Neuro-dynamic Programming: Building human curiosity into artificial intelligence
How neuro-dynamic programming enables smart machines to think ahead.
By Scott Zoldi
The media and watercooler chatter alike increasingly focus on how advances in machine learning and artificial intelligence (AI) are boosting the ability of predictive analytics to benefit businesses’ bottom lines. Some of that talk ponders the potential for smart machines to replace humans in higher-complexity jobs. No doubt, smart machines are getting smarter. But even the smartest machines still lack fundamental human characteristics that are absolutely critical to enabling people to solve problems. One of these key capabilities is curiosity – surely a computer can’t replicate that, can it?
Well, welcome to the evolving world of neuro-dynamic programming. It’s an analytic methodology for learning and anticipating how current and future actions are likely to contribute to a long-term cumulative reward. This technique is related to advanced AI reinforcement learning methods, which take inspiration from behaviorist psychology to attribute future reward/penalty back to earlier steps in a decision sequence, whereas traditional supervised learning attributes reward only to the current decision. These advanced methods focus on experimentation and prediction. They mimic the way the brain learns complex task sequences through pleasurable or painful feedback signals that may occur later in time – essentially, how humans seek and achieve long-term positive results.
Clearly, analytics that can “think” well ahead and focus on the most favorable outcomes are most welcome, since many operational decisions about customers have long-term consequences. High customer lifetime value and healthy, sustainable business cash flow are both produced by a series of interactions: the business takes an action, the customer reacts, the business responds to the new state of the relationship with another action, the customer reacts … and so on. In this way, neuro-dynamic programming enables smart machines to think ahead – potentially making moves early in the decision chain that do not appear optimal in the short run but in the view of the long-term future outcome represent better decisions.

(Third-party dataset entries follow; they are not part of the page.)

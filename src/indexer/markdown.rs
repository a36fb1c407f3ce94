//! Markdown rendering of index artifacts.
//!
//! `manifest.md` lists every model of a project; `sources.md` maps dbt
//! sources to databases and schemas.

use chrono::{DateTime, Utc};

use crate::indexer::model::{ModelInfo, SourceInfo};

const EMPTY_LIST: &str = "\u{2014}";

/// Render `manifest.md` stamped with the current time.
pub fn generate_manifest_md(
    models: &[ModelInfo],
    repo_name: &str,
    project_path: &str,
    project_name: &str,
) -> String {
    render_manifest(models, repo_name, project_path, project_name, Utc::now())
}

/// Render `manifest.md` stamped with `indexed_at`.
pub fn render_manifest(
    models: &[ModelInfo],
    repo_name: &str,
    project_path: &str,
    project_name: &str,
    indexed_at: DateTime<Utc>,
) -> String {
    let mut lines = vec![
        format!("# dbt Models Index: {}", repo_name),
        String::new(),
        format!("- **Project name:** {}", project_name),
        format!("- **dbt project path:** {}", project_path),
        format!("- **Total models:** {}", models.len()),
        format!("- **Indexed at:** {}", indexed_at.format("%Y-%m-%dT%H:%M:%S")),
        String::new(),
        "---".to_string(),
    ];

    for model in models {
        lines.push(String::new());
        lines.push(format!("### {}", model.name));
        lines.push(format!("- **path:** {}", model.path));

        if let Some(materialized) = &model.materialized {
            lines.push(format!("- **materialized:** {}", materialized));
        }

        let refs = if model.refs.is_empty() {
            EMPTY_LIST.to_string()
        } else {
            model.refs.join(", ")
        };
        lines.push(format!("- **refs:** {}", refs));

        let sources = if model.sources.is_empty() {
            EMPTY_LIST.to_string()
        } else {
            model
                .sources
                .iter()
                .map(|(source, table)| format!("{}.{}", source, table))
                .collect::<Vec<_>>()
                .join(", ")
        };
        lines.push(format!("- **sources:** {}", sources));

        if let Some(description) = &model.description {
            lines.push(format!("- **description:** {}", description));
        }
    }

    lines.push(String::new());
    lines.join("\n")
}

/// Render `sources.md`, sources sorted by name.
pub fn generate_sources_md(sources: &[SourceInfo], repo_name: &str) -> String {
    let mut lines = vec![format!("# dbt Sources: {}", repo_name), String::new()];

    let mut sorted: Vec<&SourceInfo> = sources.iter().collect();
    sorted.sort_by(|a, b| a.name.cmp(&b.name));

    for source in sorted {
        lines.push(format!("### {}", source.name));

        match &source.database {
            Some(database) => lines.push(format!("- **Database:** {}", database)),
            None => lines.push("- **Database:** (varies by target)".to_string()),
        }

        lines.push(format!("- **Schema:** {}", source.schema_name));

        if !source.tables.is_empty() {
            lines.push(format!("- **Tables:** {}", source.tables.join(", ")));
        }

        lines.push(String::new());
    }

    lines.join("\n")
}

#[cfg(test)]
mod tests {
    use super::*;
    use chrono::TimeZone;

    fn stg_users() -> ModelInfo {
        ModelInfo {
            name: "stg_users".to_string(),
            path: "models/staging/stg_users.sql".to_string(),
            materialized: Some("view".to_string()),
            refs: vec![],
            sources: vec![("raw".to_string(), "users".to_string())],
            description: Some("Staged users".to_string()),
        }
    }

    #[test]
    fn test_manifest_output() {
        let md = generate_manifest_md(&[stg_users()], "my-repo", "repos/my-repo/dbt", "my_dbt");

        assert!(md.contains("# dbt Models Index: my-repo"));
        assert!(md.contains("- **Project name:** my_dbt"));
        assert!(md.contains("- **dbt project path:** repos/my-repo/dbt"));
        assert!(md.contains("### stg_users"));
        assert!(md.contains("**materialized:** view"));
        assert!(md.contains("- **refs:** \u{2014}"));
        assert!(md.contains("raw.users"));
        assert!(md.contains("**description:** Staged users"));
        assert!(md.contains("**Total models:** 1"));
        assert!(md.ends_with('\n'));
    }

    #[test]
    fn test_manifest_timestamp() {
        let at = Utc.with_ymd_and_hms(2026, 3, 4, 5, 6, 7).unwrap();
        let md = render_manifest(&[], "r", "repos/r", "r", at);

        assert!(md.contains("- **Indexed at:** 2026-03-04T05:06:07"));
        assert!(md.contains("**Total models:** 0"));
        assert!(md.ends_with("---\n"));
    }

    #[test]
    fn test_manifest_omits_missing_fields() {
        let model = ModelInfo {
            materialized: None,
            description: None,
            sources: vec![],
            refs: vec!["a".to_string(), "b".to_string()],
            ..stg_users()
        };
        let md = generate_manifest_md(&[model], "r", "repos/r", "r");

        assert!(!md.contains("materialized"));
        assert!(!md.contains("description"));
        assert!(md.contains("- **refs:** a, b"));
        assert!(md.contains("- **sources:** \u{2014}"));
    }

    #[test]
    fn test_sources_output() {
        let sources = vec![
            SourceInfo {
                name: "raw".to_string(),
                database: Some("prod_datalake".to_string()),
                schema_name: "RAW_DATA".to_string(),
                tables: vec!["users".to_string(), "orders".to_string()],
            },
            SourceInfo {
                name: "events".to_string(),
                database: None,
                schema_name: "EVENTS".to_string(),
                tables: vec![],
            },
        ];

        let md = generate_sources_md(&sources, "my-repo");
        assert!(md.contains("# dbt Sources: my-repo"));
        assert!(md.contains("### raw"));
        assert!(md.contains("**Database:** prod_datalake"));
        assert!(md.contains("**Schema:** RAW_DATA"));
        assert!(md.contains("users, orders"));
        assert!(md.contains("**Database:** (varies by target)"));
        assert!(md.find("### events").unwrap() < md.find("### raw").unwrap());
    }
}
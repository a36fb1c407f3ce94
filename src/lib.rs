//! Tributary - workspace discovery for data project folders
//!
//! Tributary answers what lives inside a data workspace: the optional
//! `RULES.md` document, the dbt repositories under `repos/` and whether
//! each has been indexed into `dbt-index/`, and the connections declared
//! as `databases/type=<T>/database=<D>` directories. It also builds the
//! `dbt-index/` artifacts from the repositories' dbt projects.

pub mod cli;
pub mod config;
pub mod discovery;
pub mod error;
pub mod indexer;
pub mod util;
pub mod workspace;

pub use config::{tributary_home, Config, IndexerConfig};
pub use discovery::{
    load_rules, scan_connections, scan_repositories, Connection, ProjectLocation, Repository,
    ScanOutcome,
};
pub use error::{FailOpen, Result, TributaryError};
pub use indexer::{index_all_projects, index_dbt_project, IndexReport, ModelInfo, SourceInfo};
pub use workspace::{DiskFs, MemoryFs, WorkspaceFs, WorkspaceLayout};

// CLI commands
pub use cli::{ConnectionsCommand, IndexCommand, ReposCommand, RulesCommand, StatusCommand};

Another way to think about this concept is to consider a group of dumb software agents (like individual ants). The agents interact with their environment and are rewarded or penalized around a small set of success criteria. Gradually “genes” of successful behavior emerge as the agents begin to map out the risk of various interrelated activities. Those agents with few successful genes receive a low “fitness” score and die out, whereas those with many successful genes score high and are allowed to reproduce, mutate or combine with other high-scoring agents. In this way, the overall performance of the group increases.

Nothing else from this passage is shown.